Given records:
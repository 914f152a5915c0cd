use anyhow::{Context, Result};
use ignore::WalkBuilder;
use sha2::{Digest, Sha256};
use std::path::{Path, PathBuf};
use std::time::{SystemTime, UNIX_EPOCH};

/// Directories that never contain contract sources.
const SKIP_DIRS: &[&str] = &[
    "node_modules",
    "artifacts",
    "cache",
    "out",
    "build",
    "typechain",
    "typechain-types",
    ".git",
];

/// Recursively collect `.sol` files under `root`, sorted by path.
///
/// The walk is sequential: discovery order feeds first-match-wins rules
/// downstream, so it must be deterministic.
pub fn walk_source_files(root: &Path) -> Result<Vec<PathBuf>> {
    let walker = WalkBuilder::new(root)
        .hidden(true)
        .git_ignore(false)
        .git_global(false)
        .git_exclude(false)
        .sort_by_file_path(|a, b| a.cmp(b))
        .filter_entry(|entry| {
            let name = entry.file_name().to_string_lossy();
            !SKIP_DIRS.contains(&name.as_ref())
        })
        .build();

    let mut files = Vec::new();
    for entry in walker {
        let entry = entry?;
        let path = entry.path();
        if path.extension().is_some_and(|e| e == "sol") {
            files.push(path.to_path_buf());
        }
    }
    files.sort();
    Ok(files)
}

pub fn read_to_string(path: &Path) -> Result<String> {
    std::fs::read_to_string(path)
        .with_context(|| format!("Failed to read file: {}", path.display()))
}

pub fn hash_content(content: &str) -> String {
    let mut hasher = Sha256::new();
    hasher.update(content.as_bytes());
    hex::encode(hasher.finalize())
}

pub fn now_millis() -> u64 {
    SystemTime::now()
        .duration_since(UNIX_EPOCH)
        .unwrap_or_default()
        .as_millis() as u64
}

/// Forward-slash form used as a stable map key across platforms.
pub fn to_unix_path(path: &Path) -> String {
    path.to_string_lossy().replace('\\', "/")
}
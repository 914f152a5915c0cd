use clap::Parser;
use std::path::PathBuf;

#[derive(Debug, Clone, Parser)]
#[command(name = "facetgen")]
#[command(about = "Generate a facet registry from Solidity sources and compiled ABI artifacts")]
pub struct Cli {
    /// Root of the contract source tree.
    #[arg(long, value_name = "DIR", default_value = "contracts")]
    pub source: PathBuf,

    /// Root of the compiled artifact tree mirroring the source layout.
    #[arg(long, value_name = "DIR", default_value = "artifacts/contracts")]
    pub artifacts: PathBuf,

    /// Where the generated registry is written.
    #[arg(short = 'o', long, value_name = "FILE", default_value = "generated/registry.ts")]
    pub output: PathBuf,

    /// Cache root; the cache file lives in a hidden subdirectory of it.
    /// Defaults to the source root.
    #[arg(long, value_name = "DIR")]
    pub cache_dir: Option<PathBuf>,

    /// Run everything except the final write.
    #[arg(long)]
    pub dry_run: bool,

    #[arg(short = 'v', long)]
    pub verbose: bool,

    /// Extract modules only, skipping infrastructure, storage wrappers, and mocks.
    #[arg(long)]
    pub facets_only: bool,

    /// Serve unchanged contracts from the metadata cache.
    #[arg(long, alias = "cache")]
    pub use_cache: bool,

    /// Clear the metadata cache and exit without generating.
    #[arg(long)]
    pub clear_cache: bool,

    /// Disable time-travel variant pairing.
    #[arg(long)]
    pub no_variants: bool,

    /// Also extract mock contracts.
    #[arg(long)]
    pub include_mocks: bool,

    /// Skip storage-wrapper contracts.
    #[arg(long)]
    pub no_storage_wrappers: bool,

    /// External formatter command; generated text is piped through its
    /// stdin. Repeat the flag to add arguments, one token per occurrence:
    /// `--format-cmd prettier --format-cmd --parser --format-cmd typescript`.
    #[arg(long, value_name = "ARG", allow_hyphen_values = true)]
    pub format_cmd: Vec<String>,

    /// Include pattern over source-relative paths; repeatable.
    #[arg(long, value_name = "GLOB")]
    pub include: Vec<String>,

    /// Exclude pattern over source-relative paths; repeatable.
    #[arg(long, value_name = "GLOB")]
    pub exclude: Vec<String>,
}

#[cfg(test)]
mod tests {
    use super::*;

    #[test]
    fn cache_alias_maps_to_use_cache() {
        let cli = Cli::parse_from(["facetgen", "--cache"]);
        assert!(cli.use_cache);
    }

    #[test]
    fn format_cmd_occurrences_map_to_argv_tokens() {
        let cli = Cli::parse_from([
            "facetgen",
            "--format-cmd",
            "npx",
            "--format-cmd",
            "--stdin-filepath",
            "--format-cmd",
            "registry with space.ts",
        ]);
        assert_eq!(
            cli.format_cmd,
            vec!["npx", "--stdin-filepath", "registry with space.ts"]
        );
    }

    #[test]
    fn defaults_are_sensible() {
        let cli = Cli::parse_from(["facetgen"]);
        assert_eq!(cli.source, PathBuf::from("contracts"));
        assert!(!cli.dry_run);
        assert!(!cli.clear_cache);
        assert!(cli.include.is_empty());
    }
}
* * *
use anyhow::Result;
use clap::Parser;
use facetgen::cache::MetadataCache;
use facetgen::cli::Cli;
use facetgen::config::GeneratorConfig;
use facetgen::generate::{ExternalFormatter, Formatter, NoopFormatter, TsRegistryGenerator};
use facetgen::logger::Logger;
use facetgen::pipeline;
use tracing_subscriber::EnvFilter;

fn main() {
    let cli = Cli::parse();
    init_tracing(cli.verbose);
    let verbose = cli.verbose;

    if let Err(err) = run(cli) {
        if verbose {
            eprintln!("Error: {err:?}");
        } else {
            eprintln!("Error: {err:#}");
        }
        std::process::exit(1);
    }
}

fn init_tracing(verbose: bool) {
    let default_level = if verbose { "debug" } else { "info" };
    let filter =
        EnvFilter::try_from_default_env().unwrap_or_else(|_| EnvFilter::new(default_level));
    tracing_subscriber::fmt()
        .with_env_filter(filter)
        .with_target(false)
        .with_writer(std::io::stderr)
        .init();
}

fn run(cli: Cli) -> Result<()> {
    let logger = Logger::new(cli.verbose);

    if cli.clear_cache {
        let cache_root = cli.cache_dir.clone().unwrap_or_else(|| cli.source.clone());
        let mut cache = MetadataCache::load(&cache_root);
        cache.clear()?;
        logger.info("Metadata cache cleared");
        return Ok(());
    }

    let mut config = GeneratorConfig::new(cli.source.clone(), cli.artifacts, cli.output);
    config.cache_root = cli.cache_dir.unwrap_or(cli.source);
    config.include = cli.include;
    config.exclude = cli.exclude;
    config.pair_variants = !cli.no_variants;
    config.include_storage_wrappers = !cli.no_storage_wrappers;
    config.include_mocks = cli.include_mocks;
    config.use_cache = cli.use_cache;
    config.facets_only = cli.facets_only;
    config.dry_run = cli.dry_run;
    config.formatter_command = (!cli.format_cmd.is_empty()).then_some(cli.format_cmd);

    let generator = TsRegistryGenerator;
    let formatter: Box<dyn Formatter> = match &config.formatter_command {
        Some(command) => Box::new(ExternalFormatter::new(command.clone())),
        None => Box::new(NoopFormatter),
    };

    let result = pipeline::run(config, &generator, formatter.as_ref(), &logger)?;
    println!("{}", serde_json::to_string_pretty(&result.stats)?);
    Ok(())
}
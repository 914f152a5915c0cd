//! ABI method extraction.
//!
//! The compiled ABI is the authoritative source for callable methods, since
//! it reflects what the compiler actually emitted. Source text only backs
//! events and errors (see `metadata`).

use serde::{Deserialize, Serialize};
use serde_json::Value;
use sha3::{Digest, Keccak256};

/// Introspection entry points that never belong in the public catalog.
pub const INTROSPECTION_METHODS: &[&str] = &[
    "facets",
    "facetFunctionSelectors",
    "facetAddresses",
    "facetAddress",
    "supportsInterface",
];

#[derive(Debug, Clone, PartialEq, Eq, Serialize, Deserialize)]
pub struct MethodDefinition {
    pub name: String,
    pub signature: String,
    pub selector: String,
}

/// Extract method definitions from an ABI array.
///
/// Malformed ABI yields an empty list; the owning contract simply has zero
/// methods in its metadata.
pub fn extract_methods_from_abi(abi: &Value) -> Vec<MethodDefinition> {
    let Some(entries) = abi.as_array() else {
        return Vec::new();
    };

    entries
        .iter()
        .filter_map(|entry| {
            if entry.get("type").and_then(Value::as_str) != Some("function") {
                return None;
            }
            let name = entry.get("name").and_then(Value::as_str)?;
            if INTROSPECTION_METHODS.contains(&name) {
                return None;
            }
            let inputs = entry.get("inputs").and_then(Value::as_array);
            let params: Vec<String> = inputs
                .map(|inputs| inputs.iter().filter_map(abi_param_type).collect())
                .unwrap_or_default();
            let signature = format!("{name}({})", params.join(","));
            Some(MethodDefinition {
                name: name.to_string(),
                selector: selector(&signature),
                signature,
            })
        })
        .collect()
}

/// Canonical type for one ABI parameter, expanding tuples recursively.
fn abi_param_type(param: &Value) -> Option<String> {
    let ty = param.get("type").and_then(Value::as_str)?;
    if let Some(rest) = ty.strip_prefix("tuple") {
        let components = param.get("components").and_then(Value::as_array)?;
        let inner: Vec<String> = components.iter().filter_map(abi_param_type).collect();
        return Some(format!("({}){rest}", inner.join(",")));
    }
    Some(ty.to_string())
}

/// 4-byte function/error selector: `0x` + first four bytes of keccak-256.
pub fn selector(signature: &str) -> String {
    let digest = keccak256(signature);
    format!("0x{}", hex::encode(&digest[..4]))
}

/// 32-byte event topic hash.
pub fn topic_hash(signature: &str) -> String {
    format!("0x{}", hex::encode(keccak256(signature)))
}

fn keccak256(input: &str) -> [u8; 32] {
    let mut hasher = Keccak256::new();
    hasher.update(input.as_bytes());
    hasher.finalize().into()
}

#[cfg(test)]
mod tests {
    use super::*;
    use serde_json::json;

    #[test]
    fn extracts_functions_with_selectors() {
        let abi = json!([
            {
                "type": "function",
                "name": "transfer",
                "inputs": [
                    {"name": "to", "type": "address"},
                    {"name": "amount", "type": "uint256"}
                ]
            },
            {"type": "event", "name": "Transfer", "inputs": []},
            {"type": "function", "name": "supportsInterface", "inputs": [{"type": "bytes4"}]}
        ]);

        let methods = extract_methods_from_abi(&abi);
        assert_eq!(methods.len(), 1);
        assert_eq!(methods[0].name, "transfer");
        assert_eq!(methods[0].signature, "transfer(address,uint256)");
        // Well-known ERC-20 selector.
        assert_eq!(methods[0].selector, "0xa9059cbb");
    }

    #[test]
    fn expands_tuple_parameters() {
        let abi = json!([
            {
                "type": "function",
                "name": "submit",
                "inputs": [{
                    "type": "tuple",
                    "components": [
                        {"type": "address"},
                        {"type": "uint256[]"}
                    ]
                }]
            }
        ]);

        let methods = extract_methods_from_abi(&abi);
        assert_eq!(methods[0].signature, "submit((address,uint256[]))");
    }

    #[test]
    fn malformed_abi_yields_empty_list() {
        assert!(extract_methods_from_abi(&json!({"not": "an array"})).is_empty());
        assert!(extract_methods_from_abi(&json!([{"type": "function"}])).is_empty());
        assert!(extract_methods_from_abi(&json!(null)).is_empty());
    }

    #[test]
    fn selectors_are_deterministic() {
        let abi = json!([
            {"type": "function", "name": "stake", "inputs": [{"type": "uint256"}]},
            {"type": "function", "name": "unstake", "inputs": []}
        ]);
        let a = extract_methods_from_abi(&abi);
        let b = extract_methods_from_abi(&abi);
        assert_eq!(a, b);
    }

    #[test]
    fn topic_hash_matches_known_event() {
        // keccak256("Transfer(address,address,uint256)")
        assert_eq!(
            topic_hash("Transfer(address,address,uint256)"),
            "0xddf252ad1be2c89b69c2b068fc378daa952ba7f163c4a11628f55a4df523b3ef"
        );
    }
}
---
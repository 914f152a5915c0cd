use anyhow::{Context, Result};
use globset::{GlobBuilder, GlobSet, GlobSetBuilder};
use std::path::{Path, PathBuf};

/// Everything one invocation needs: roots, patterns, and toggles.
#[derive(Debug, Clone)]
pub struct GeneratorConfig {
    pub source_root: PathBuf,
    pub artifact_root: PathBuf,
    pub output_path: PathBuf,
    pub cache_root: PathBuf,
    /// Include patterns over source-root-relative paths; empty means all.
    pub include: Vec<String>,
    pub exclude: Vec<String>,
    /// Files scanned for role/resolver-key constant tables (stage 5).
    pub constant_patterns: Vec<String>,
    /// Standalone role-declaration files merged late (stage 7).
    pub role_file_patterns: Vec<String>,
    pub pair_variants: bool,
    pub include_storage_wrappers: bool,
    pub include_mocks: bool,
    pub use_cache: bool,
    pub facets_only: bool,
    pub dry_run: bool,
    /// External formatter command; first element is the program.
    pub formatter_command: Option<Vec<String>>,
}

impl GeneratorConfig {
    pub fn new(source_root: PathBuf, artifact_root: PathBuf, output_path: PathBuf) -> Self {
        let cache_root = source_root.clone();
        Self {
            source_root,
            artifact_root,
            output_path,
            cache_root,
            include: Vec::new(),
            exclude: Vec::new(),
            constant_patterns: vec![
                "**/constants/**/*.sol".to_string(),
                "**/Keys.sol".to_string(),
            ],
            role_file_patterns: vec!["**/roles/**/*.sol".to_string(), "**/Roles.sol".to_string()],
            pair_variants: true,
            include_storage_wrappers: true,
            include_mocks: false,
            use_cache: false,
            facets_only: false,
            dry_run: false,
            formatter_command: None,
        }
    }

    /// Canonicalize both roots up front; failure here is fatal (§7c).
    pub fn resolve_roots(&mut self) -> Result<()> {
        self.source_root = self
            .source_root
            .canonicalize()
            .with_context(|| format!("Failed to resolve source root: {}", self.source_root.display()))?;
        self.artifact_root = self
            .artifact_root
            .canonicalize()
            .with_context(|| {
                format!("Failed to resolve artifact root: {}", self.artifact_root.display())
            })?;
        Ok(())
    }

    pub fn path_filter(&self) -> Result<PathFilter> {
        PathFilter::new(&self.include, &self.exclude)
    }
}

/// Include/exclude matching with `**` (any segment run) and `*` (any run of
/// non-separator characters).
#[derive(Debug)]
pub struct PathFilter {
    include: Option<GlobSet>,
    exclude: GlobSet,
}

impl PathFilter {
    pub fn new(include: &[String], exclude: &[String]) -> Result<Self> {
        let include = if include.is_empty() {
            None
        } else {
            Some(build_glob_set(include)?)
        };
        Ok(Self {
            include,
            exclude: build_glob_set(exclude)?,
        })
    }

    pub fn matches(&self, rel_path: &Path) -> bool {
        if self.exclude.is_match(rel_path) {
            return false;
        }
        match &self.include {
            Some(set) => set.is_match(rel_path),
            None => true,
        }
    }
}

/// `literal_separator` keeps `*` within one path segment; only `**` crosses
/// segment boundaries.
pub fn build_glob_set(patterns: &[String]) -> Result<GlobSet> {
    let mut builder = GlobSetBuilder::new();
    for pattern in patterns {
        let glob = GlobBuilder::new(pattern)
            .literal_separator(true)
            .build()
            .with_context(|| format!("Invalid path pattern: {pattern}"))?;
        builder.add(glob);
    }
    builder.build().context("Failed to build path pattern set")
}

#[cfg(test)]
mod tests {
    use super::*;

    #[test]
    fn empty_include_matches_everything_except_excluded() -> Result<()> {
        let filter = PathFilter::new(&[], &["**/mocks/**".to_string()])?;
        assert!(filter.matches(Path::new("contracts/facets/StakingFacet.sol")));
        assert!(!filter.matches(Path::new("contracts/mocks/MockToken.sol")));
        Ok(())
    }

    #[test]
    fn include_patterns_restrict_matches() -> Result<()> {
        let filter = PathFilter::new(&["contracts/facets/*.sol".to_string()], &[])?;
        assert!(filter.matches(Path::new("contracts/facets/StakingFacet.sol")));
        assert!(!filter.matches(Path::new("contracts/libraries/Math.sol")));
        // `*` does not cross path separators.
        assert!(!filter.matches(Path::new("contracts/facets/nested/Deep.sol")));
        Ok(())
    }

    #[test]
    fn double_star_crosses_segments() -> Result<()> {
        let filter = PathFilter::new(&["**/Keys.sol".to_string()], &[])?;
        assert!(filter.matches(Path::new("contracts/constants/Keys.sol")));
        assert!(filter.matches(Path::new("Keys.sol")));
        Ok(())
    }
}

Exercise instructions:
Copy out every line from the data above in which the word "paths" occurs.

Completed task:
    /// Include pattern over source-relative paths; repeatable.
    /// Exclude pattern over source-relative paths; repeatable.
    /// Include patterns over source-root-relative paths; empty means all.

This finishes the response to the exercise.